All lines holding the word "ResourceTypeDescriptor" should be located in the records and copied.

── Exercise data ──

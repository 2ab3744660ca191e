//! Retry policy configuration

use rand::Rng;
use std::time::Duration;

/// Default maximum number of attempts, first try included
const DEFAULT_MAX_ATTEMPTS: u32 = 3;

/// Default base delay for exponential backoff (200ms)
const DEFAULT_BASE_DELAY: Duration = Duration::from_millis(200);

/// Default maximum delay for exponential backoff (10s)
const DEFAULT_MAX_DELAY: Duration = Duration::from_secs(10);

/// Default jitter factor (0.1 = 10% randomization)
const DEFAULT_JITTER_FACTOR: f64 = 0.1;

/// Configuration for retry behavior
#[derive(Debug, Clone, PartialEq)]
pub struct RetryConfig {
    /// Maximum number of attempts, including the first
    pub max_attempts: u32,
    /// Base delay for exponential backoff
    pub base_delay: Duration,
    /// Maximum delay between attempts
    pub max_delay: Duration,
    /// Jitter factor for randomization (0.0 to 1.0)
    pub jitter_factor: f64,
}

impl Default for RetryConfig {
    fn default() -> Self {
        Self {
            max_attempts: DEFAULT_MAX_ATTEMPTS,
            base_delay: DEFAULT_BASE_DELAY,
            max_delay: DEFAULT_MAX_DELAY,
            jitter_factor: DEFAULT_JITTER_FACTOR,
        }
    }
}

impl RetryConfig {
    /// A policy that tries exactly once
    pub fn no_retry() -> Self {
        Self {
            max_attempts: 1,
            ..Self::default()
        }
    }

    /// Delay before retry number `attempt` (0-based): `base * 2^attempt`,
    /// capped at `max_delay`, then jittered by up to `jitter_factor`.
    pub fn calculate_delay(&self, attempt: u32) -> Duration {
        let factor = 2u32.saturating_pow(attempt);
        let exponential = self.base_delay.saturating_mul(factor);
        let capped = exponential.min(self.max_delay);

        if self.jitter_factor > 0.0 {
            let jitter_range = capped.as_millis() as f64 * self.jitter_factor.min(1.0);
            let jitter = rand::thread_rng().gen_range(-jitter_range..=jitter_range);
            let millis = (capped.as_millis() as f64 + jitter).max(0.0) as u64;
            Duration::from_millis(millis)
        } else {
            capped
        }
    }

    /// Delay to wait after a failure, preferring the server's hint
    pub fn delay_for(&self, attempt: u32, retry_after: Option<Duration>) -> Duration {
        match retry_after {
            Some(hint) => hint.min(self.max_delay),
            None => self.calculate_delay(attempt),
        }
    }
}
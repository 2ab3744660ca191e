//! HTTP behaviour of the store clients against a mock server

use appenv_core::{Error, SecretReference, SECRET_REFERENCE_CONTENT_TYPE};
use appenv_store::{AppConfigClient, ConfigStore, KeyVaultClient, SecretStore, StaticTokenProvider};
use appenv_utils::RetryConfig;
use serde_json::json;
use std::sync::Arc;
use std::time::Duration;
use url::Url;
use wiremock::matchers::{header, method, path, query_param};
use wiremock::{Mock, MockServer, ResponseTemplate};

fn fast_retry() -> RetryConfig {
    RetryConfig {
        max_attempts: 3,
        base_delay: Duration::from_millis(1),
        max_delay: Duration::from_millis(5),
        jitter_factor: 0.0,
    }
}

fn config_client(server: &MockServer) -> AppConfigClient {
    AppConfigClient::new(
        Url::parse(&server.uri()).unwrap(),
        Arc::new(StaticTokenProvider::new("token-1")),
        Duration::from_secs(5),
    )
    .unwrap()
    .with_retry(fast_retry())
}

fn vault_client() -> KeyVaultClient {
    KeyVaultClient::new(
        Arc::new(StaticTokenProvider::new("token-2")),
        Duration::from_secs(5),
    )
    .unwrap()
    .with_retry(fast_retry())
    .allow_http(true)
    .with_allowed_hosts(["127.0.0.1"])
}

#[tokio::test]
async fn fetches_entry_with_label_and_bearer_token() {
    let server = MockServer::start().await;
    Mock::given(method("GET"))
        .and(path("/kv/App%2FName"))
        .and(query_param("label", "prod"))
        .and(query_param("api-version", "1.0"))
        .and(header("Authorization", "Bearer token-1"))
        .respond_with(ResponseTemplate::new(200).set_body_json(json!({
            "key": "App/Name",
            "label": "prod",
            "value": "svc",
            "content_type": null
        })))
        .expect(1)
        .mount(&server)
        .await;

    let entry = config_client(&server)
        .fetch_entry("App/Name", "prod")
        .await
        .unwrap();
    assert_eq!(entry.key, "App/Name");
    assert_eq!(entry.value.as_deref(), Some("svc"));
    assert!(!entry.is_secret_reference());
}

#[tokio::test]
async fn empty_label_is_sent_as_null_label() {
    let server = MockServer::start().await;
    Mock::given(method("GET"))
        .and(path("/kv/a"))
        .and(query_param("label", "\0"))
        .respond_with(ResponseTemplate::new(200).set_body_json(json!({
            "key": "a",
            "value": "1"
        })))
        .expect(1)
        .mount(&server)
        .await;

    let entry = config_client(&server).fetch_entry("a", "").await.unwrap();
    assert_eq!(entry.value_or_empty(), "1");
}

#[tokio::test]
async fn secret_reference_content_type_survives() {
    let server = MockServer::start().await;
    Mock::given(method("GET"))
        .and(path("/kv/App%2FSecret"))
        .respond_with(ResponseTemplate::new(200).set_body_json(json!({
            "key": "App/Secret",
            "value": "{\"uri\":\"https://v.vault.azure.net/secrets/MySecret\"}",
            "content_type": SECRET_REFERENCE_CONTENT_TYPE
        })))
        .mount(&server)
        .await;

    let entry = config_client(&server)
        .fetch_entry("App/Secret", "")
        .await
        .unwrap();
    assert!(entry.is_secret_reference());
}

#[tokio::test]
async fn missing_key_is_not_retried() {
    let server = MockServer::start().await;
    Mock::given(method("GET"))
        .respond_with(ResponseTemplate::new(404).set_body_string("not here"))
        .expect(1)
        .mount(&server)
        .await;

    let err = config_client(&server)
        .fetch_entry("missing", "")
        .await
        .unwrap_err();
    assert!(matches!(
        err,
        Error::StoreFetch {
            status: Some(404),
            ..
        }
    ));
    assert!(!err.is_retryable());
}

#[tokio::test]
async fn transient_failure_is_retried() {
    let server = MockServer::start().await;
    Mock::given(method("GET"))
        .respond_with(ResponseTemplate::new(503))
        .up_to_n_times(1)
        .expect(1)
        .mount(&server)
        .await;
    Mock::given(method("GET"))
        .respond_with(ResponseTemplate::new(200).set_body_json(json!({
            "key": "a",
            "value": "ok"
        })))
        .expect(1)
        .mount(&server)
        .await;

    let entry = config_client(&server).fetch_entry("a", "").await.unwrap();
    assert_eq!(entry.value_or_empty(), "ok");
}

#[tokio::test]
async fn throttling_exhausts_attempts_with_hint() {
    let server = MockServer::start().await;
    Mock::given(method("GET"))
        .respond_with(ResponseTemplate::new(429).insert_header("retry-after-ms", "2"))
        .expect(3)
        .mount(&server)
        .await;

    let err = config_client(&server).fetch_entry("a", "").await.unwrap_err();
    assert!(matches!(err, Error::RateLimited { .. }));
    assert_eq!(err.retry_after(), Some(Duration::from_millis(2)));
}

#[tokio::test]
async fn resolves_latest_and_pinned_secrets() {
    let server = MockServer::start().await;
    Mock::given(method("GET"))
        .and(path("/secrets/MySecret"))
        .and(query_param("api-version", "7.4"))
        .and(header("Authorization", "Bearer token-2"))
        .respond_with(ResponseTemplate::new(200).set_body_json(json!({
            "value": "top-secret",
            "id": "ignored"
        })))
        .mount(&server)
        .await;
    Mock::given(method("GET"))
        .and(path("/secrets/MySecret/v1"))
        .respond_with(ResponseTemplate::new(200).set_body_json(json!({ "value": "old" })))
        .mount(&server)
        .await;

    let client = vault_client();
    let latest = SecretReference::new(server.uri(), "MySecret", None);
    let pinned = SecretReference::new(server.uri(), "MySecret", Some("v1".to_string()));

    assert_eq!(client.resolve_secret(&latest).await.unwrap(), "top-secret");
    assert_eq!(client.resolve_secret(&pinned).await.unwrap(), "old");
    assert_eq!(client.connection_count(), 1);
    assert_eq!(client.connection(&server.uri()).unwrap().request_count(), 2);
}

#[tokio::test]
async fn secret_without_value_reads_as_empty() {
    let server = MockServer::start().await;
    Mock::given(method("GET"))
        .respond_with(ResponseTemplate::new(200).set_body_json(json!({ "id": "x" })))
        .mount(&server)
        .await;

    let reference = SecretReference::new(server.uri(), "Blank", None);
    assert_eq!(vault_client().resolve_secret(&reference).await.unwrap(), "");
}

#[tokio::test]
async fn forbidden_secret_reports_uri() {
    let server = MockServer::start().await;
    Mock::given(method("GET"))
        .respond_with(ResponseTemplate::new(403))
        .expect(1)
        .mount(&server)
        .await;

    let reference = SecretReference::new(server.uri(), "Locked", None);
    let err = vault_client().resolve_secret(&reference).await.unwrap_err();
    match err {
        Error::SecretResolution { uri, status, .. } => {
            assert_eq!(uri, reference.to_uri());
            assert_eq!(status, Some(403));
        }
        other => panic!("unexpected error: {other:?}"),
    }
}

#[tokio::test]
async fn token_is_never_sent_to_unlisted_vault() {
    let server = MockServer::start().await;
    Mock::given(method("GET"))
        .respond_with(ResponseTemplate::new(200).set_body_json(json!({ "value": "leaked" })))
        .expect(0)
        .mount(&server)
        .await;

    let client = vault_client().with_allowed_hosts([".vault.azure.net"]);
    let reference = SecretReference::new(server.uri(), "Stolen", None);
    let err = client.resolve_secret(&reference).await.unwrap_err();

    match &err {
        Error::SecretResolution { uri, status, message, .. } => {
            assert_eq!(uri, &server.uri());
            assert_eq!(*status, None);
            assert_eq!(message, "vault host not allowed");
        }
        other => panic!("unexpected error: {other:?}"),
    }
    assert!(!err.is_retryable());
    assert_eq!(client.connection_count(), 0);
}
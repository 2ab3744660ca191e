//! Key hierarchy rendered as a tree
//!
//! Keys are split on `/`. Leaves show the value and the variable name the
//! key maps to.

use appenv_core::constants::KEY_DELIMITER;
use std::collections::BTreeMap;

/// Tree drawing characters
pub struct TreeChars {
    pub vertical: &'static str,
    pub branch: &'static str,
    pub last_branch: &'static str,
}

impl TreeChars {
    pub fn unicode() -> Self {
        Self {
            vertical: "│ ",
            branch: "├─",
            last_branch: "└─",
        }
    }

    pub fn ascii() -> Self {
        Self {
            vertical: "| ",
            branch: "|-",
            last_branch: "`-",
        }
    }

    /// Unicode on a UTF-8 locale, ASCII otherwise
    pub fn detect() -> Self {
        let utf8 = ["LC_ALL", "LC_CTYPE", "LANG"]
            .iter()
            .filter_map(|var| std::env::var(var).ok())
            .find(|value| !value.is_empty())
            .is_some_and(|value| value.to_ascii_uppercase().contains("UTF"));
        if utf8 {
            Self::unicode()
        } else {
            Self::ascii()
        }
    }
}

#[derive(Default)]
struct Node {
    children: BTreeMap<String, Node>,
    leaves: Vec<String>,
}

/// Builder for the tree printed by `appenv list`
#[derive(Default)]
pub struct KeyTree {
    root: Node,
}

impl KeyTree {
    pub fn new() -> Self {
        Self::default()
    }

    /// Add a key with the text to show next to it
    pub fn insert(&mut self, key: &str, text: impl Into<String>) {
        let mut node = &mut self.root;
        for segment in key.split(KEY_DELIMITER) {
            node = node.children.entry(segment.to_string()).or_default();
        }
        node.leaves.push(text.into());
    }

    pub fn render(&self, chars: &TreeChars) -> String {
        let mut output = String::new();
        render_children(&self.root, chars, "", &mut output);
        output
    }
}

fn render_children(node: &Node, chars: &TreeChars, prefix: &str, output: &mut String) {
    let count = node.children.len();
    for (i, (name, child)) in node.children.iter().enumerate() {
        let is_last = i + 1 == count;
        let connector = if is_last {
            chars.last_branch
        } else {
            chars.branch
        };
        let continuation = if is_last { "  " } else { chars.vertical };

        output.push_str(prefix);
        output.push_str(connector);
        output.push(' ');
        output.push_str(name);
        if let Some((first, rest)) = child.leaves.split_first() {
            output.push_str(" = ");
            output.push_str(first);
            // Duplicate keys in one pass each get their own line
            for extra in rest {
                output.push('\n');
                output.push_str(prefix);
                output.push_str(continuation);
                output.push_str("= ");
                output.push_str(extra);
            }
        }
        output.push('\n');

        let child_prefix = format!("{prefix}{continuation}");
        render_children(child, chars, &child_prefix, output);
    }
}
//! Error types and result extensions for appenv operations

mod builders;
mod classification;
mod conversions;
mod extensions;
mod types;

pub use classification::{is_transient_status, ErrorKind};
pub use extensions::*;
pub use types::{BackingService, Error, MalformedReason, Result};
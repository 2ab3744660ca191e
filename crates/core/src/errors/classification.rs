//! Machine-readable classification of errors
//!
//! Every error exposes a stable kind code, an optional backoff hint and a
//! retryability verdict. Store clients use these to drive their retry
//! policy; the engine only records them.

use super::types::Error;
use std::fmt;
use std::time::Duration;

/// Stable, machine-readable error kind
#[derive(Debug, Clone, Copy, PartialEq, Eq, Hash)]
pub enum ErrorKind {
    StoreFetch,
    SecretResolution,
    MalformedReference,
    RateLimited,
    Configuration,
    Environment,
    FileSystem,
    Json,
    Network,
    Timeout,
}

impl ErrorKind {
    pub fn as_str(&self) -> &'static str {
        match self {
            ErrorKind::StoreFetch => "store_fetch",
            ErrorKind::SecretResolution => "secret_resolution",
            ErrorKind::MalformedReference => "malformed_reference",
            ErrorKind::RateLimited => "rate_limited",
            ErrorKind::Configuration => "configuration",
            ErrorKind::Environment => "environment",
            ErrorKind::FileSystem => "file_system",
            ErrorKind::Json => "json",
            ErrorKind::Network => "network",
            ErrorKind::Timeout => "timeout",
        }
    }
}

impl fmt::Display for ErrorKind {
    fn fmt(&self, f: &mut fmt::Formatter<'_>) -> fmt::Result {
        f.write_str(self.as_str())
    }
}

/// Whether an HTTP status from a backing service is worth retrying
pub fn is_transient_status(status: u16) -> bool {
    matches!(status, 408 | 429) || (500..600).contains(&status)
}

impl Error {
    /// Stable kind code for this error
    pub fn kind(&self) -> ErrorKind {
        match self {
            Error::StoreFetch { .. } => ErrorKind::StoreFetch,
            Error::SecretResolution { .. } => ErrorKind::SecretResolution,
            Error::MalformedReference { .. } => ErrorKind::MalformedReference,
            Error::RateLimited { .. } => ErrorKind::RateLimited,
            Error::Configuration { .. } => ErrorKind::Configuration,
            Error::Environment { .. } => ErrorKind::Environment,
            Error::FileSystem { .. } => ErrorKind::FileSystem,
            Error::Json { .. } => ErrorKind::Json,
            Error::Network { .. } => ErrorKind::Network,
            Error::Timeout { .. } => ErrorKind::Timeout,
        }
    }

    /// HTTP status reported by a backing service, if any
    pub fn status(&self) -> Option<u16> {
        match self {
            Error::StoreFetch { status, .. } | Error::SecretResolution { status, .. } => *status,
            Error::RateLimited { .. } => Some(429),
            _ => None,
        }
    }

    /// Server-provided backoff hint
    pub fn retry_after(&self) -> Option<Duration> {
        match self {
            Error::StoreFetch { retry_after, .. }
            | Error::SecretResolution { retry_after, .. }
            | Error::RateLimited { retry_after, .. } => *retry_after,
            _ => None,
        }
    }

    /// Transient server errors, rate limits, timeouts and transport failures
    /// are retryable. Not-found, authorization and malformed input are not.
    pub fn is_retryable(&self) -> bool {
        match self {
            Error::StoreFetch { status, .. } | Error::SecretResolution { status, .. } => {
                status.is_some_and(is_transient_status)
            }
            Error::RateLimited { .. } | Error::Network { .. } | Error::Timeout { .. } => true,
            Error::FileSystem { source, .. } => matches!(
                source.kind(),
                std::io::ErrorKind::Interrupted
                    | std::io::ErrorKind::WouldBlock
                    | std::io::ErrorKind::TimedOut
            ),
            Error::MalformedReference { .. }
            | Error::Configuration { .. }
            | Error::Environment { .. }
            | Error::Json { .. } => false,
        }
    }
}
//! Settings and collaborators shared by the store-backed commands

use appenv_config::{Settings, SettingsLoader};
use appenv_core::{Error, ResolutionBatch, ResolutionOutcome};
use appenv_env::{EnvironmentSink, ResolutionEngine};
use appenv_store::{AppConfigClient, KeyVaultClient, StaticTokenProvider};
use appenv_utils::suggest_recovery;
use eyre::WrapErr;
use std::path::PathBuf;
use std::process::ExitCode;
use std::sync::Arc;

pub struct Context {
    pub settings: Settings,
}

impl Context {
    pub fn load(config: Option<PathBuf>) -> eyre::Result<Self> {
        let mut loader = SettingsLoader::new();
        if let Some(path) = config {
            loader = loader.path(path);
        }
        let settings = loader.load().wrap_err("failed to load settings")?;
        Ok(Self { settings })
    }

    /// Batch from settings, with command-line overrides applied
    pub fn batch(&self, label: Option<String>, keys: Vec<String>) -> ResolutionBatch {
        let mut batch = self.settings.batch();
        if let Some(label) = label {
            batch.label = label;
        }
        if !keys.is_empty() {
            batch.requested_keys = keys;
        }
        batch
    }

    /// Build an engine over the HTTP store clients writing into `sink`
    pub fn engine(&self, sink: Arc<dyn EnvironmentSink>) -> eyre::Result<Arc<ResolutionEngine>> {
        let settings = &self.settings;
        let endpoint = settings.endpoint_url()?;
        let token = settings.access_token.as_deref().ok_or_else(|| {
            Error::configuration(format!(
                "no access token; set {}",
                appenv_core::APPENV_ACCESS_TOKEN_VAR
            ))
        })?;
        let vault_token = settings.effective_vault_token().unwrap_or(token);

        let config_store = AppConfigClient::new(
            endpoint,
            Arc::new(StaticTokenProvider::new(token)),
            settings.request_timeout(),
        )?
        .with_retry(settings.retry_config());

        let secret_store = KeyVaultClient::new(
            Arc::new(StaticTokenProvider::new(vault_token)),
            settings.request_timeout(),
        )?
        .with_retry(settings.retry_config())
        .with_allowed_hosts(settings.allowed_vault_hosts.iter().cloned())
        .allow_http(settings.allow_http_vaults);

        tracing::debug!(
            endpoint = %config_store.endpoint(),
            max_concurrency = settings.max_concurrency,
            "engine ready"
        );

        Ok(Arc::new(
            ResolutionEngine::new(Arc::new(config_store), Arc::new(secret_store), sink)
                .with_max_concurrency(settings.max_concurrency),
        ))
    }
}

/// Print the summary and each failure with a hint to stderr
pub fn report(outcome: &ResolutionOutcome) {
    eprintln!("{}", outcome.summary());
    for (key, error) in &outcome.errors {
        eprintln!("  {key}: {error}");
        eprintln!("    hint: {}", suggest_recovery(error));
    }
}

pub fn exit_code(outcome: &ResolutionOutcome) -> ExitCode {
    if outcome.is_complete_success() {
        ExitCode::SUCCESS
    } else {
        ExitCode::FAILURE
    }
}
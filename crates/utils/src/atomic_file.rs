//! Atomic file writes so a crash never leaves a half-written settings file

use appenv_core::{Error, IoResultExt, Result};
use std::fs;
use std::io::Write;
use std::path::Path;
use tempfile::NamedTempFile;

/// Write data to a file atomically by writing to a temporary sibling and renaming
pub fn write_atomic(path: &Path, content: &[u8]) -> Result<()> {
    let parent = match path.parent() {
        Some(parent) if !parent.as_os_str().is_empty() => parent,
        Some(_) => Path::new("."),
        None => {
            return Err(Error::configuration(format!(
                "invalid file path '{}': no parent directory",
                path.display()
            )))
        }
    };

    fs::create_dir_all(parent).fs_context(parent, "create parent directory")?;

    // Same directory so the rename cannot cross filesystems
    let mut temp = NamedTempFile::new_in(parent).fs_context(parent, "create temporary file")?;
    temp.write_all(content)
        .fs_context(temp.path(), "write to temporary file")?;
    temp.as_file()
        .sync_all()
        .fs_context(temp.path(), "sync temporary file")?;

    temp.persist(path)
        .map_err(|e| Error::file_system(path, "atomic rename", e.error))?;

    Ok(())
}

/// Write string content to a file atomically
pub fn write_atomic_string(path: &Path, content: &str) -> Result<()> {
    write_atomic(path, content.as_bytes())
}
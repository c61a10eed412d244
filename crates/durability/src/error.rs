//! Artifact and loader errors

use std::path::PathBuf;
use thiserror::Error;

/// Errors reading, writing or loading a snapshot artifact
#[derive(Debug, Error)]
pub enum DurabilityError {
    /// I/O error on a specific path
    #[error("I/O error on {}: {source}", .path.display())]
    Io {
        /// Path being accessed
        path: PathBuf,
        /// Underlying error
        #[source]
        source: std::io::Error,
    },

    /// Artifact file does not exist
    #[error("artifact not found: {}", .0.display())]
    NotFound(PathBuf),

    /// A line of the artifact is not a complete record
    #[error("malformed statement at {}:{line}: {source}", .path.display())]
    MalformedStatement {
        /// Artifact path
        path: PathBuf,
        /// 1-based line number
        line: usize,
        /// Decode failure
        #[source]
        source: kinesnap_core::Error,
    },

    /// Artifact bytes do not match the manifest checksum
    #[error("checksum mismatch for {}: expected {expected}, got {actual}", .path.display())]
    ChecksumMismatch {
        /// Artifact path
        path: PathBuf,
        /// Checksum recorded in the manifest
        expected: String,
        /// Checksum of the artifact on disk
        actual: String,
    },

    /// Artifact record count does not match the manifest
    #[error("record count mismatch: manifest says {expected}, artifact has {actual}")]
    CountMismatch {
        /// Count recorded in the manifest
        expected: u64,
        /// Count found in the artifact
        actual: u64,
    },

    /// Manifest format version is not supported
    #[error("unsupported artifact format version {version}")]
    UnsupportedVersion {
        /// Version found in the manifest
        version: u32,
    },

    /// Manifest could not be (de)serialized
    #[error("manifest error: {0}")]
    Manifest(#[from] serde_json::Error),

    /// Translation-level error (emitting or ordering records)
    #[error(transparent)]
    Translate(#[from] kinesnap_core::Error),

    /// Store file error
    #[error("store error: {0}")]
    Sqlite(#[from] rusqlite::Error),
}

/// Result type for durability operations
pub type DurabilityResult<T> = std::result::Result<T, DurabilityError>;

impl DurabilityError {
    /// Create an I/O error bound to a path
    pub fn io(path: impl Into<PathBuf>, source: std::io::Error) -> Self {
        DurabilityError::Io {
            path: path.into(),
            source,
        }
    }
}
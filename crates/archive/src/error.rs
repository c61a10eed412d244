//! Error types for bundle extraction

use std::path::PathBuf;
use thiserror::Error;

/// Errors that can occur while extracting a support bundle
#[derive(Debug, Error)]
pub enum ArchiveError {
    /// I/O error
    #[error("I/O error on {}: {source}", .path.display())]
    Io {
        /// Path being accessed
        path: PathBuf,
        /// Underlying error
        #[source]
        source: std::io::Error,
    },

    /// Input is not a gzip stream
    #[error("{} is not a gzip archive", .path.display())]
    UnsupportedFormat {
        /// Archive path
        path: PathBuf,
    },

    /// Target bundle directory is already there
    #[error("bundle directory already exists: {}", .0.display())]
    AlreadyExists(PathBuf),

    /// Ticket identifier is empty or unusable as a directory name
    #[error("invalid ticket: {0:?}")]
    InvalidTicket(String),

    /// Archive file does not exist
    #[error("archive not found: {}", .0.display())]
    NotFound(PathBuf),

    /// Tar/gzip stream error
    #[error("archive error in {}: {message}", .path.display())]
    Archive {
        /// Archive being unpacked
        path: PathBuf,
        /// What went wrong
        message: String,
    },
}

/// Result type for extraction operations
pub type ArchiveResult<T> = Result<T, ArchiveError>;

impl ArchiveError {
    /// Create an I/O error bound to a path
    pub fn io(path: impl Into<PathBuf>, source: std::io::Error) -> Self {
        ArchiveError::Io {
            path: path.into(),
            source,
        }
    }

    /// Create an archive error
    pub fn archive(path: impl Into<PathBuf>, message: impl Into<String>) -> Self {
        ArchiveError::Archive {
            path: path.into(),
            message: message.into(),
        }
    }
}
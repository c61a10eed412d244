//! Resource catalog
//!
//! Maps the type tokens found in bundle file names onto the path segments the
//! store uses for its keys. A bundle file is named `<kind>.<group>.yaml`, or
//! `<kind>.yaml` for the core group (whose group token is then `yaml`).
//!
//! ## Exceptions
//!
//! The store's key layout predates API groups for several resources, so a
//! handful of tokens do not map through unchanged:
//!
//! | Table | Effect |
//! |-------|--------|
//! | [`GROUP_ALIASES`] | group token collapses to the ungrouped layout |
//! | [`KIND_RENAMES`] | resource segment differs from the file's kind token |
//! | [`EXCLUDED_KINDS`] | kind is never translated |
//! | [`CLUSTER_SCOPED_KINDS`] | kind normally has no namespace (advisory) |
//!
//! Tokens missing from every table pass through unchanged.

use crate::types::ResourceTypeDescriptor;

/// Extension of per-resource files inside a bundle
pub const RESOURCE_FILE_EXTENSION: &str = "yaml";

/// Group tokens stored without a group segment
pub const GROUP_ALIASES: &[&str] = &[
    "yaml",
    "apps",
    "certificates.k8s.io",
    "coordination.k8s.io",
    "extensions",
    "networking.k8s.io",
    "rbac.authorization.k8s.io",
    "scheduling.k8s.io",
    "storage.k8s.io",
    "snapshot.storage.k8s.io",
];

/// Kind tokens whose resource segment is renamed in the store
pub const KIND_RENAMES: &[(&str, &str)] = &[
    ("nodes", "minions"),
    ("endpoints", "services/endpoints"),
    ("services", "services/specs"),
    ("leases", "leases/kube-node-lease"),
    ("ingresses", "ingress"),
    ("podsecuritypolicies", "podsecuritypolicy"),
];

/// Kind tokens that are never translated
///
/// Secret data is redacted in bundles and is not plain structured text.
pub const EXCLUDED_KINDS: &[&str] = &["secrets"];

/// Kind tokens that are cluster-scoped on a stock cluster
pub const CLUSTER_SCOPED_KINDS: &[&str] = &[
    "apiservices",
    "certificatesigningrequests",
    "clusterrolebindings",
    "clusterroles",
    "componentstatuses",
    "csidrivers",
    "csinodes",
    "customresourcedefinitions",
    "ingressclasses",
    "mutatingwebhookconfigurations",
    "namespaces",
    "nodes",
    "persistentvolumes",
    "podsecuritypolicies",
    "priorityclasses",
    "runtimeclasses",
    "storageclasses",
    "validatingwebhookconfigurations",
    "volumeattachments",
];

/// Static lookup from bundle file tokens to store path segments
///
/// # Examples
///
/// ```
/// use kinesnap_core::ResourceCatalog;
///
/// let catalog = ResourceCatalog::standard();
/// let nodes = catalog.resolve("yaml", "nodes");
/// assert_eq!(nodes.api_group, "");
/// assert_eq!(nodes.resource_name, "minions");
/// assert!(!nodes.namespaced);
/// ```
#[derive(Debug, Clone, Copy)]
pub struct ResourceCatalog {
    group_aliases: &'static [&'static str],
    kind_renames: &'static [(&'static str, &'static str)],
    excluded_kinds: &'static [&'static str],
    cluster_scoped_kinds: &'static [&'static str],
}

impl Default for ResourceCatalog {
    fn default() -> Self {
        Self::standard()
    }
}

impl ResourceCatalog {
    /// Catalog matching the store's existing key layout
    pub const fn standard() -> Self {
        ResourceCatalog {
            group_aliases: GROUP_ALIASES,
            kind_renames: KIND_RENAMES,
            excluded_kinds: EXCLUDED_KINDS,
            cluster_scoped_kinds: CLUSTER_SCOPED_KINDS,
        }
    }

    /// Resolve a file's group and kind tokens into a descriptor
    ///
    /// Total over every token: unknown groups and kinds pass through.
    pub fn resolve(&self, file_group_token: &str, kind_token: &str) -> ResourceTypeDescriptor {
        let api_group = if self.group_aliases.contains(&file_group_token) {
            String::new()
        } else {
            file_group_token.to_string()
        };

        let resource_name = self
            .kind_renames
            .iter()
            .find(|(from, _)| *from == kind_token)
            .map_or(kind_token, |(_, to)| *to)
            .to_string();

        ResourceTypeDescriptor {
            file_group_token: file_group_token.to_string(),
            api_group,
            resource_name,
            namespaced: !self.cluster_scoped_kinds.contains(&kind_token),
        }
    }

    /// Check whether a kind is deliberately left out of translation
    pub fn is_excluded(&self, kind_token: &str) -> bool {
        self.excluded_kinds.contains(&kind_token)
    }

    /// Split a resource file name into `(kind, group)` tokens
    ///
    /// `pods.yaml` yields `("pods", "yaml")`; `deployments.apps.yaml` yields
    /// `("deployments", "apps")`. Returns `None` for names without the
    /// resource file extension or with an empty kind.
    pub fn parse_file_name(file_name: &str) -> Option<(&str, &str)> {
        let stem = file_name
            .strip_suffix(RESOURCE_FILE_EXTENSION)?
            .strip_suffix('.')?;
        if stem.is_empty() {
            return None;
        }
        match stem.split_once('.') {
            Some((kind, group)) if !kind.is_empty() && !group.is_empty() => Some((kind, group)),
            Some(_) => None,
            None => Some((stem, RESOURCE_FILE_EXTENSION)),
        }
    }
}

───

▶ [Written answer]:
use crate::types::ResourceTypeDescriptor;
    pub fn resolve(&self, file_group_token: &str, kind_token: &str) -> ResourceTypeDescriptor {
        ResourceTypeDescriptor {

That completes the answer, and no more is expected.